═════ Records for this task
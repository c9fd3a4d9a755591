//! YAML output: a single document holding a sequence of mappings

use std::io::Write;

use crate::error::{PackError, Result};

use super::DocumentStats;
use super::format::{Entry, FormatSerializer, write_str};

pub struct YamlSerializer;

impl FormatSerializer for YamlSerializer {
    fn header(&mut self, out: &mut dyn Write) -> Result<()> {
        write_str(out, "---\n")
    }

    fn entry(&mut self, out: &mut dyn Write, entry: &Entry<'_>, _position: usize) -> Result<()> {
        // A one-element sequence renders as a single "- " item, so items
        // concatenate into one valid block sequence.
        let item = serde_yaml::to_string(std::slice::from_ref(entry)).map_err(|e| {
            PackError::Serialize {
                path: entry.path.to_string(),
                reason: e.to_string(),
            }
        })?;
        let item = item.strip_prefix("---\n").unwrap_or(&item);
        write_str(out, item)
    }

    fn footer(&mut self, out: &mut dyn Write, stats: &DocumentStats) -> Result<()> {
        if stats.entries == 0 {
            write_str(out, "[]\n")?;
        }
        Ok(())
    }
}
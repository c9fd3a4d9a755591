//! Error types for treepack
//!
//! Two kinds of failure flow through a run:
//! - `PackError`: structural failures that abort the run (unreadable root,
//!   unusable output stream, thread failures, invalid configuration)
//! - `SkipReason`: per-file outcomes that are recorded in the document and
//!   the ledger but never abort anything

use std::fmt;
use std::io;
use std::path::PathBuf;

use serde::Serialize;
use thiserror::Error;

/// Top-level error type for a pack run
#[derive(Error, Debug)]
pub enum PackError {
    /// Root directory could not be resolved, opened or read
    #[error("cannot {op} '{}': {source}", .path.display())]
    FileSystem {
        op: &'static str,
        path: PathBuf,
        #[source]
        source: io::Error,
    },

    /// Output stream could not be created or written
    #[error("failed to {op} output: {source}")]
    Output {
        op: &'static str,
        #[source]
        source: io::Error,
    },

    /// An entry could not be encoded for the target format
    #[error("failed to encode entry '{path}': {reason}")]
    Serialize { path: String, reason: String },

    /// Collection or document processing failed as a whole
    #[error("processing error: {0}")]
    Processing(String),

    /// Rejected before the pipeline started
    #[error("invalid configuration: {0}")]
    Validation(#[from] ValidationError),

    /// A pipeline thread could not be started
    #[error("failed to spawn {role} thread: {source}")]
    Spawn {
        role: &'static str,
        #[source]
        source: io::Error,
    },

    /// Worker panicked
    #[error("worker {id} panicked")]
    WorkerPanicked { id: usize },

    /// Writer panicked
    #[error("writer thread panicked")]
    WriterPanicked,

    /// Run was cancelled before all files were written
    #[error("run cancelled after {written} of {dispatched} dispatched files were written")]
    Cancelled { dispatched: usize, written: usize },
}

impl PackError {
    pub(crate) fn fs(op: &'static str, path: impl Into<PathBuf>, source: io::Error) -> Self {
        PackError::FileSystem {
            op,
            path: path.into(),
            source,
        }
    }

    pub(crate) fn output(op: &'static str, source: io::Error) -> Self {
        PackError::Output { op, source }
    }

    /// Returns true if this error is the result of cancellation
    pub fn is_cancelled(&self) -> bool {
        matches!(self, PackError::Cancelled { .. })
    }
}

/// Configuration errors detected before any file is touched
#[derive(Error, Debug)]
pub enum ValidationError {
    /// Format name is not one of the supported formats
    #[error("unknown format '{0}': expected one of json, yaml, markdown")]
    UnknownFormat(String),

    /// Concurrency request above the supported maximum
    #[error("invalid concurrency {count}: must be between 1 and {max}")]
    Concurrency { count: usize, max: usize },

    /// Ignore pattern is not a valid glob
    #[error("invalid ignore pattern '{pattern}': {reason}")]
    Glob { pattern: String, reason: String },

    /// Size string could not be parsed
    #[error("invalid size '{input}': {reason}")]
    Size { input: String, reason: String },

    /// Configuration file could not be loaded
    #[error("cannot load config '{}': {reason}", .path.display())]
    ConfigFile { path: PathBuf, reason: String },
}

/// Result type alias for PackError
pub type Result<T> = std::result::Result<T, PackError>;

/// Why a collected file was recorded without content
#[derive(Debug, Clone, PartialEq, Eq, Serialize)]
#[serde(tag = "kind", rename_all = "snake_case")]
pub enum SkipReason {
    /// File vanished between collection and read
    NotFound,
    /// Permission denied
    PermissionDenied,
    /// File exceeds the configured maximum size
    TooLarge { size: u64, limit: u64 },
    /// File looks like binary data
    Binary,
    /// File is not valid UTF-8 text
    InvalidUtf8,
    /// Any other read failure
    Io { message: String },
}

impl SkipReason {
    /// Classify an I/O error raised while reading a file
    pub fn from_io(err: &io::Error) -> Self {
        match err.kind() {
            io::ErrorKind::NotFound => SkipReason::NotFound,
            io::ErrorKind::PermissionDenied => SkipReason::PermissionDenied,
            io::ErrorKind::InvalidData => SkipReason::InvalidUtf8,
            _ => SkipReason::Io {
                message: err.to_string(),
            },
        }
    }

    /// Short stable name used for breakdowns
    pub fn kind(&self) -> &'static str {
        match self {
            SkipReason::NotFound => "not_found",
            SkipReason::PermissionDenied => "permission_denied",
            SkipReason::TooLarge { .. } => "too_large",
            SkipReason::Binary => "binary",
            SkipReason::InvalidUtf8 => "invalid_utf8",
            SkipReason::Io { .. } => "io",
        }
    }
}

impl fmt::Display for SkipReason {
    fn fmt(&self, f: &mut fmt::Formatter<'_>) -> fmt::Result {
        match self {
            SkipReason::NotFound => write!(f, "file not found"),
            SkipReason::PermissionDenied => write!(f, "permission denied"),
            SkipReason::TooLarge { size, limit } => {
                write!(f, "file too large ({} bytes, limit {})", size, limit)
            }
            SkipReason::Binary => write!(f, "binary file"),
            SkipReason::InvalidUtf8 => write!(f, "not valid UTF-8"),
            SkipReason::Io { message } => write!(f, "read error: {}", message),
        }
    }
}
//! Run configuration types
//!
//! `FilterConfig` describes which files a run collects and how large a file
//! may be before it is recorded as skipped. `RunContext` carries everything
//! else a run needs and is immutable once the pipeline starts.

use std::fmt;
use std::fs;
use std::path::{Path, PathBuf};
use std::str::FromStr;

use serde::{Deserialize, Serialize};
use tracing::info;

use crate::error::ValidationError;
use crate::pipeline::CancelToken;

/// Default maximum file size read by workers (1MB).
/// Larger files are recorded as skipped rather than read.
pub const DEFAULT_MAX_FILE_SIZE: u64 = 1_000_000;

/// Upper bound on worker threads for a single run.
pub const MAX_CONCURRENCY: usize = 1024;

/// Output document format
#[derive(Debug, Clone, Copy, PartialEq, Eq, Hash, Serialize, Deserialize)]
#[serde(rename_all = "lowercase")]
pub enum Format {
    Json,
    Yaml,
    Markdown,
}

impl Format {
    pub fn name(&self) -> &'static str {
        match self {
            Format::Json => "json",
            Format::Yaml => "yaml",
            Format::Markdown => "markdown",
        }
    }
}

impl fmt::Display for Format {
    fn fmt(&self, f: &mut fmt::Formatter<'_>) -> fmt::Result {
        f.write_str(self.name())
    }
}

impl FromStr for Format {
    type Err = ValidationError;

    fn from_str(s: &str) -> Result<Self, Self::Err> {
        match s.trim().to_lowercase().as_str() {
            "json" => Ok(Format::Json),
            "yaml" | "yml" => Ok(Format::Yaml),
            "markdown" | "md" => Ok(Format::Markdown),
            _ => Err(ValidationError::UnknownFormat(s.to_string())),
        }
    }
}

/// What the writer does with files that were skipped
#[derive(Debug, Clone, Copy, Default, PartialEq, Eq)]
pub enum SkipPolicy {
    /// Emit an entry carrying the skip reason
    #[default]
    Record,
    /// Leave skipped files out of the document (they still reach the ledger)
    Omit,
}

/// Order in which entries appear in the document
#[derive(Debug, Clone, Copy, Default, PartialEq, Eq)]
pub enum EntryOrder {
    /// Whatever the worker pool finishes first
    #[default]
    Arrival,
    /// Collection (traversal) order, at the cost of buffering early arrivals
    Collection,
}

/// Which files are collected and how much of each is read.
#[derive(Debug, Clone, PartialEq, Serialize, Deserialize)]
#[serde(default)]
pub struct FilterConfig {
    /// Only collect these extensions (empty = all)
    pub extensions: Vec<String>,
    /// Never collect these extensions
    pub exclude_extensions: Vec<String>,
    /// Glob patterns matched against file names and root-relative paths
    pub ignore: Vec<String>,
    /// Files above this size are recorded as skipped instead of read
    pub max_file_size: u64,
    /// Files above this size are left out of collection entirely
    pub skip_larger_than: Option<u64>,
    /// Include dotfiles and dot-directories
    pub hidden: bool,
    /// Honor .gitignore, .ignore and git exclude files
    pub respect_gitignore: bool,
    /// Only collect files tracked by git
    pub tracked_only: bool,
}

impl Default for FilterConfig {
    fn default() -> Self {
        Self {
            extensions: Vec::new(),
            exclude_extensions: Vec::new(),
            ignore: Vec::new(),
            max_file_size: DEFAULT_MAX_FILE_SIZE,
            skip_larger_than: None,
            hidden: false,
            respect_gitignore: true,
            tracked_only: false,
        }
    }
}

impl FilterConfig {
    /// Check that every ignore pattern compiles.
    pub fn validate(&self) -> Result<(), ValidationError> {
        for pattern in &self.ignore {
            glob::Pattern::new(pattern).map_err(|e| ValidationError::Glob {
                pattern: pattern.clone(),
                reason: e.to_string(),
            })?;
        }
        Ok(())
    }
}

/// Everything one run needs besides the filter and the output stream.
#[derive(Debug, Clone)]
pub struct RunContext {
    /// Absolute, canonical root directory
    pub root: PathBuf,
    pub format: Format,
    /// Worker count, always at least 1 after `new`
    pub concurrency: usize,
    pub skip_policy: SkipPolicy,
    pub order: EntryOrder,
    pub cancel: CancelToken,
}

impl RunContext {
    /// Build a context, clamping concurrency below 1 up to 1.
    pub fn new(root: PathBuf, format: Format, concurrency: usize) -> Result<Self, ValidationError> {
        let concurrency = concurrency.max(1);
        if concurrency > MAX_CONCURRENCY {
            return Err(ValidationError::Concurrency {
                count: concurrency,
                max: MAX_CONCURRENCY,
            });
        }
        Ok(Self {
            root,
            format,
            concurrency,
            skip_policy: SkipPolicy::default(),
            order: EntryOrder::default(),
            cancel: CancelToken::new(),
        })
    }

    pub fn with_skip_policy(mut self, policy: SkipPolicy) -> Self {
        self.skip_policy = policy;
        self
    }

    pub fn with_order(mut self, order: EntryOrder) -> Self {
        self.order = order;
        self
    }

    pub fn with_cancel(mut self, cancel: CancelToken) -> Self {
        self.cancel = cancel;
        self
    }
}

/// Load a filter configuration from a YAML (or JSON) file.
///
/// Missing keys fall back to `FilterConfig::default()`.
pub fn load_filter_config<P: AsRef<Path>>(path: P) -> Result<FilterConfig, ValidationError> {
    let path = path.as_ref();
    info!(config_path = ?path, "Loading filter configuration");

    let content = fs::read_to_string(path).map_err(|e| ValidationError::ConfigFile {
        path: path.to_path_buf(),
        reason: e.to_string(),
    })?;

    // An empty file deserializes to unit, not a mapping
    if content.trim().is_empty() {
        return Ok(FilterConfig::default());
    }

    let config: FilterConfig =
        serde_yaml::from_str(&content).map_err(|e| ValidationError::ConfigFile {
            path: path.to_path_buf(),
            reason: e.to_string(),
        })?;
    config.validate()?;
    Ok(config)
}

/// Parse a file size string like "5M", "100K", "1G" into bytes.
/// Supports suffixes: K/KB (1024), M/MB (1024^2), G/GB (1024^3)
/// Without suffix, interprets as bytes.
pub fn parse_size(s: &str) -> Result<u64, ValidationError> {
    let upper = s.trim().to_uppercase();
    let (num_str, multiplier) = if let Some(n) = upper.strip_suffix("GB") {
        (n, 1024 * 1024 * 1024)
    } else if let Some(n) = upper.strip_suffix('G') {
        (n, 1024 * 1024 * 1024)
    } else if let Some(n) = upper.strip_suffix("MB") {
        (n, 1024 * 1024)
    } else if let Some(n) = upper.strip_suffix('M') {
        (n, 1024 * 1024)
    } else if let Some(n) = upper.strip_suffix("KB") {
        (n, 1024)
    } else if let Some(n) = upper.strip_suffix('K') {
        (n, 1024)
    } else if let Some(n) = upper.strip_suffix('B') {
        (n, 1)
    } else {
        (upper.as_str(), 1)
    };

    let num: u64 = num_str.trim().parse().map_err(|_| ValidationError::Size {
        input: s.to_string(),
        reason: format!("invalid number: {}", num_str.trim()),
    })?;

    num.checked_mul(multiplier).ok_or_else(|| ValidationError::Size {
        input: s.to_string(),
        reason: "value overflows".to_string(),
    })
}

#[cfg(test)]
mod tests {
    use super::*;
    use std::io::Write;
    use tempfile::NamedTempFile;

    #[test]
    fn test_format_from_str() {
        assert_eq!("json".parse::<Format>().unwrap(), Format::Json);
        assert_eq!("YAML".parse::<Format>().unwrap(), Format::Yaml);
        assert_eq!("yml".parse::<Format>().unwrap(), Format::Yaml);
        assert_eq!("md".parse::<Format>().unwrap(), Format::Markdown);
        assert_eq!(" markdown ".parse::<Format>().unwrap(), Format::Markdown);

        let err = "toml".parse::<Format>().unwrap_err();
        assert!(matches!(err, ValidationError::UnknownFormat(ref s) if s == "toml"));
    }

    #[test]
    fn test_concurrency_clamped_to_one() {
        let ctx = RunContext::new(PathBuf::from("/tmp"), Format::Json, 0).unwrap();
        assert_eq!(ctx.concurrency, 1);
    }

    #[test]
    fn test_concurrency_above_max_rejected() {
        let err = RunContext::new(PathBuf::from("/tmp"), Format::Json, MAX_CONCURRENCY + 1)
            .unwrap_err();
        assert!(matches!(err, ValidationError::Concurrency { .. }));
    }

    #[test]
    fn test_parse_size() {
        assert_eq!(parse_size("100").unwrap(), 100);
        assert_eq!(parse_size("10B").unwrap(), 10);
        assert_eq!(parse_size("5K").unwrap(), 5 * 1024);
        assert_eq!(parse_size("5kb").unwrap(), 5 * 1024);
        assert_eq!(parse_size("2M").unwrap(), 2 * 1024 * 1024);
        assert_eq!(parse_size("1G").unwrap(), 1024 * 1024 * 1024);
        assert!(parse_size("lots").is_err());
        assert!(parse_size("").is_err());
    }

    #[test]
    fn test_invalid_glob_rejected() {
        let config = FilterConfig {
            ignore: vec!["[unclosed".to_string()],
            ..Default::default()
        };
        assert!(matches!(
            config.validate(),
            Err(ValidationError::Glob { .. })
        ));
    }

    #[test]
    fn test_load_filter_config_yaml() {
        let mut file = NamedTempFile::new().unwrap();
        writeln!(
            file,
            "extensions: [rs, toml]\nignore:\n  - \"target\"\nmax_file_size: 2048\nhidden: true"
        )
        .unwrap();

        let config = load_filter_config(file.path()).unwrap();
        assert_eq!(config.extensions, vec!["rs", "toml"]);
        assert_eq!(config.ignore, vec!["target"]);
        assert_eq!(config.max_file_size, 2048);
        assert!(config.hidden);
        // Unset keys keep their defaults
        assert!(config.respect_gitignore);
        assert!(!config.tracked_only);
    }

    #[test]
    fn test_load_filter_config_json() {
        let mut file = NamedTempFile::new().unwrap();
        write!(file, r#"{{"exclude_extensions": ["lock"], "skip_larger_than": 10}}"#).unwrap();

        let config = load_filter_config(file.path()).unwrap();
        assert_eq!(config.exclude_extensions, vec!["lock"]);
        assert_eq!(config.skip_larger_than, Some(10));
        assert_eq!(config.max_file_size, DEFAULT_MAX_FILE_SIZE);
    }

    #[test]
    fn test_load_filter_config_empty_file() {
        let file = NamedTempFile::new().unwrap();
        let config = load_filter_config(file.path()).unwrap();
        assert_eq!(config, FilterConfig::default());
    }

    #[test]
    fn test_load_filter_config_missing_file() {
        let err = load_filter_config("/nonexistent/treepack.yaml").unwrap_err();
        assert!(matches!(err, ValidationError::ConfigFile { .. }));
    }

    #[test]
    fn test_load_filter_config_bad_glob() {
        let mut file = NamedTempFile::new().unwrap();
        writeln!(file, "ignore: [\"[oops\"]").unwrap();
        assert!(matches!(
            load_filter_config(file.path()),
            Err(ValidationError::Glob { .. })
        ));
    }
}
══════════
● Required work
Your response should be the lines above from the first to the one containing "valid block sequence.", inclusive, each given exactly.

● Completed exercise
repository c9fd3a4d9a755591
//! YAML output: a single document holding a sequence of mappings

use std::io::Write;

use crate::error::{PackError, Result};

use super::DocumentStats;
use super::format::{Entry, FormatSerializer, write_str};

pub struct YamlSerializer;

impl FormatSerializer for YamlSerializer {
    fn header(&mut self, out: &mut dyn Write) -> Result<()> {
        write_str(out, "---\n")
    }

    fn entry(&mut self, out: &mut dyn Write, entry: &Entry<'_>, _position: usize) -> Result<()> {
        // A one-element sequence renders as a single "- " item, so items
        // concatenate into one valid block sequence.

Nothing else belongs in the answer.